O primeiro trunfo de Sombra Lunar, na verdade, fica pela estética genuinamente noventista. Um período muito fértil para o gênero. O cenário é sujo. A violência é gráfica. A realidade é cruel. Por mais que a proposta fantástica salte aos olhos logo na insinuante cena inicial, Jim Mickle não se isenta de inserir a trama num ambiente urbano reconhecível. Uma mistura de Seven: Os Sete Crimes Capitais (1995) e Os Doze Macacos (1995), o longa começa com o pé no acelerador ao invadir a atribulada noite de Locke (Boyd Holbrook), um policial ávido por uma promoção que se depara com uma série de sangrentos homicídios. Ligando os pontos antes dos seus superiores, entre eles o cunhado Holt (Michael C. Hall), o jovem oficial entra no rastro de uma furtiva jovem (Cleopatra Coleman) sem sequer desconfiar das suas reais motivações. Obcecado pelas intenções desta enigmática figura, Locke não se dá por satisfeito quando o caso parecia “resolvido”, mergulhando numa espiral de tragédias e sacrifícios a fim de pará-la. Uma busca incessante capaz de colocar em cheque a sua família, o seu distintivo e até mesmo a sua própria sanidade.
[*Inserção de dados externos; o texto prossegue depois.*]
// Closed buckets waiting for the server: pending queues, the single in-flight batch,
// and the per-lane acknowledged cursor used to compute the resume point.

use std::collections::VecDeque;
use std::sync::Arc;
use std::time::{Duration, Instant};

use crate::aggregator::ClosedQueue;
use crate::models::{Bucket, Granularity, PingBucket};
use crate::protocol::{AggregatedMetrics, BatchAck, GranularityBatch, LastBuckets};
use crate::stats::{PipelineStats, bump};

#[derive(Debug, Clone, PartialEq, Eq, thiserror::Error)]
#[error("ack for batch {got} does not match in-flight batch {expected:?}")]
pub struct AckMismatch {
    pub expected: Option<String>,
    pub got: String,
}

struct InFlight {
    batch_id: String,
    metrics: Vec<(Granularity, Vec<Bucket>)>,
    ping: Vec<(Granularity, Vec<PingBucket>)>,
    bucket_count: usize,
    sent_at: Instant,
}

pub struct Outbox {
    metrics: [VecDeque<Bucket>; 5],
    ping: [VecDeque<PingBucket>; 5],
    in_flight: Option<InFlight>,
    acked: LastBuckets,
    capacity: usize,
    stats: Arc<PipelineStats>,
}

fn trim_front<T>(q: &mut VecDeque<T>, capacity: usize, stats: &PipelineStats) {
    while q.len() > capacity {
        q.pop_front();
        bump(&stats.buckets_evicted, 1);
    }
}

impl Outbox {
    /// `capacity` bounds each lane's pending metric and ping queues.
    pub fn new(capacity: usize, stats: Arc<PipelineStats>) -> Self {
        Self {
            metrics: std::array::from_fn(|_| VecDeque::new()),
            ping: std::array::from_fn(|_| VecDeque::new()),
            in_flight: None,
            acked: LastBuckets::new(),
            capacity: capacity.max(1),
            stats,
        }
    }

    /// Highest bucket index per lane the server has acknowledged.
    pub fn acked(&self) -> &LastBuckets {
        &self.acked
    }

    pub fn pending_len(&self) -> usize {
        self.metrics.iter().map(VecDeque::len).sum::<usize>()
            + self.ping.iter().map(VecDeque::len).sum::<usize>()
    }

    pub fn pending_metric_indices(&self, granularity: Granularity) -> Vec<i64> {
        self.metrics[granularity.lane()]
            .iter()
            .map(|b| b.index)
            .collect()
    }

    pub fn has_in_flight(&self) -> bool {
        self.in_flight.is_some()
    }

    pub fn in_flight_age(&self, now: Instant) -> Option<Duration> {
        self.in_flight
            .as_ref()
            .map(|f| now.saturating_duration_since(f.sent_at))
    }

    pub fn push_metric(&mut self, granularity: Granularity, bucket: Bucket) {
        if self
            .acked
            .get(&granularity)
            .is_some_and(|&acked| bucket.index <= acked)
        {
            return;
        }
        let q = &mut self.metrics[granularity.lane()];
        q.push_back(bucket);
        trim_front(q, self.capacity, &self.stats);
    }

    pub fn push_ping(&mut self, granularity: Granularity, bucket: PingBucket) {
        let q = &mut self.ping[granularity.lane()];
        q.push_back(bucket);
        trim_front(q, self.capacity, &self.stats);
    }

    /// Moves everything the aggregator has closed into the pending queues.
    pub fn absorb(&mut self, queue: &ClosedQueue) -> usize {
        let mut moved = 0;
        for g in Granularity::ALL {
            for bucket in queue.drain_metrics(g) {
                self.push_metric(g, bucket);
                moved += 1;
            }
            for bucket in queue.drain_ping(g) {
                self.push_ping(g, bucket);
                moved += 1;
            }
        }
        moved
    }

    /// First index to send for `granularity`: one past the newer of the local ack cursor and
    /// what the server reports. `None` when neither side has seen the lane.
    pub fn resume_point(&self, granularity: Granularity, server_last: &LastBuckets) -> Option<i64> {
        let local = self.acked.get(&granularity).copied();
        let remote = server_last.get(&granularity).copied();
        local.max(remote).map(|last| last + 1)
    }

    /// Prepares for a fresh session: the dropped in-flight batch goes back to the front, the
    /// cursor absorbs the server's view, and metric buckets below the resume point are dropped.
    pub fn resume(&mut self, server_last: &LastBuckets) -> LastBuckets {
        self.requeue_in_flight();
        let mut points = LastBuckets::new();
        for g in Granularity::ALL {
            let Some(point) = self.resume_point(g, server_last) else {
                continue;
            };
            self.acked.insert(g, point - 1);
            self.metrics[g.lane()].retain(|b| b.index >= point);
            points.insert(g, point);
        }
        points
    }

    /// Puts the unacknowledged batch back at the front of each lane in its original order.
    pub fn requeue_in_flight(&mut self) {
        let Some(in_flight) = self.in_flight.take() else {
            return;
        };
        tracing::debug!(
            operation = "requeue_in_flight",
            batch_id = %in_flight.batch_id,
            buckets = in_flight.bucket_count,
            "requeueing unacknowledged batch"
        );
        for (g, buckets) in in_flight.metrics {
            let q = &mut self.metrics[g.lane()];
            for bucket in buckets.into_iter().rev() {
                q.push_front(bucket);
            }
            trim_front(q, self.capacity, &self.stats);
        }
        for (g, buckets) in in_flight.ping {
            let q = &mut self.ping[g.lane()];
            for bucket in buckets.into_iter().rev() {
                q.push_front(bucket);
            }
            trim_front(q, self.capacity, &self.stats);
        }
    }

    /// Builds the next batch of at most `max_buckets`, oldest first per lane, coarse lanes
    /// first so they never wait behind a 5sec backlog. `None` while a batch is in flight or
    /// nothing is pending.
    pub fn next_batch(&mut self, max_buckets: usize, now: Instant) -> Option<AggregatedMetrics> {
        if self.in_flight.is_some() || self.pending_len() == 0 {
            return None;
        }
        let mut budget = max_buckets.max(1);
        let mut metrics = Vec::new();
        let mut ping = Vec::new();
        let mut granularities = Vec::new();

        for g in Granularity::ALL.into_iter().rev() {
            if budget == 0 {
                break;
            }
            let take = budget.min(self.metrics[g.lane()].len());
            let m: Vec<Bucket> = self.metrics[g.lane()].drain(..take).collect();
            budget -= take;
            let take = budget.min(self.ping[g.lane()].len());
            let p: Vec<PingBucket> = self.ping[g.lane()].drain(..take).collect();
            budget -= take;
            if m.is_empty() && p.is_empty() {
                continue;
            }
            granularities.push(GranularityBatch::new(g, m.clone(), p.clone()));
            metrics.push((g, m));
            ping.push((g, p));
        }

        let batch_id = uuid::Uuid::new_v4().to_string();
        let bucket_count = max_buckets.max(1) - budget;
        self.in_flight = Some(InFlight {
            batch_id: batch_id.clone(),
            metrics,
            ping,
            bucket_count,
            sent_at: now,
        });
        Some(AggregatedMetrics {
            batch_id,
            granularities,
            last_metrics: None,
        })
    }

    /// Clears the in-flight batch and advances the ack cursor. Rejected buckets are not
    /// retried: the server judged them structurally invalid.
    pub fn ack(&mut self, ack: &BatchAck) -> Result<usize, AckMismatch> {
        let matches = self
            .in_flight
            .as_ref()
            .is_some_and(|f| f.batch_id == ack.batch_id);
        if !matches {
            return Err(AckMismatch {
                expected: self.in_flight.as_ref().map(|f| f.batch_id.clone()),
                got: ack.batch_id.clone(),
            });
        }
        let Some(in_flight) = self.in_flight.take() else {
            return Ok(0);
        };
        for (g, buckets) in &in_flight.metrics {
            if let Some(newest) = buckets.iter().map(|b| b.index).max() {
                self.advance(*g, newest);
            }
        }
        for (g, last) in &ack.last_buckets {
            self.advance(*g, *last);
        }
        if ack.accepted + ack.rejected != in_flight.bucket_count {
            tracing::warn!(
                operation = "batch_ack",
                batch_id = %ack.batch_id,
                sent = in_flight.bucket_count,
                accepted = ack.accepted,
                rejected = ack.rejected,
                "ack counts do not add up to batch size"
            );
        }
        Ok(in_flight.bucket_count)
    }

    fn advance(&mut self, granularity: Granularity, index: i64) {
        let cursor = self.acked.entry(granularity).or_insert(index);
        *cursor = (*cursor).max(index);
        let cursor = *cursor;
        self.metrics[granularity.lane()].retain(|b| b.index > cursor);
    }
}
Escrever sobre Sombra Lunar sem dar spoilers é uma missão difícil. Portanto serei mais superficial do que o costume. Impecável ao construir o clima de mistério e violência urbana, Jim Mickle é igualmente habilidoso ao trabalhar o misto de ambição e obsessão de Locke quanto a figura da pretensa ‘serial killer’. Fazendo jus aos principais filmes do gênero, o realizador constrói ao longo da primeira metade da obra um jogo de gato e rato instigante, com sequências de ação dinâmicas, um constante flerte com o ‘gore’, personagens cativantes, direção segura e muitas perguntas não respondidas. Neste primeiro momento, a opção do roteiro assinado por Gregory Weidman e Geofrey Tock em proteger os segredos a qualquer custo serve muito bem à trama, principalmente por estreitar o elo entre o espectador e o protagonista. Assim como ele sequer desconfiamos das motivações dela, do seu inusitado ‘modus operandi’. Um sentimento potencializado à medida que o Sci-Fi passa a tomar conta da jornada de Locke. Por mais que, quando o assunto é o visual dos personagens, o processo de transição temporal\envelhecimento seja problemático, narrativamente a passagem de tempo é explorada com sagacidade. Tudo se torna mais interessante. Mickle consegue explorar com destreza o impacto da assassina na identidade do protagonista. O estrago causado pela obsessiva busca por respostas traz um bem-vindo senso de urgência à trama. Ok, o arco dramático de Locke poderia ser desenvolvido com maior profundidade? Poderia! Mas o que temos não chega a ser frustrante, longe disso, muito em função da densa performance do competente Boyd Holbrook.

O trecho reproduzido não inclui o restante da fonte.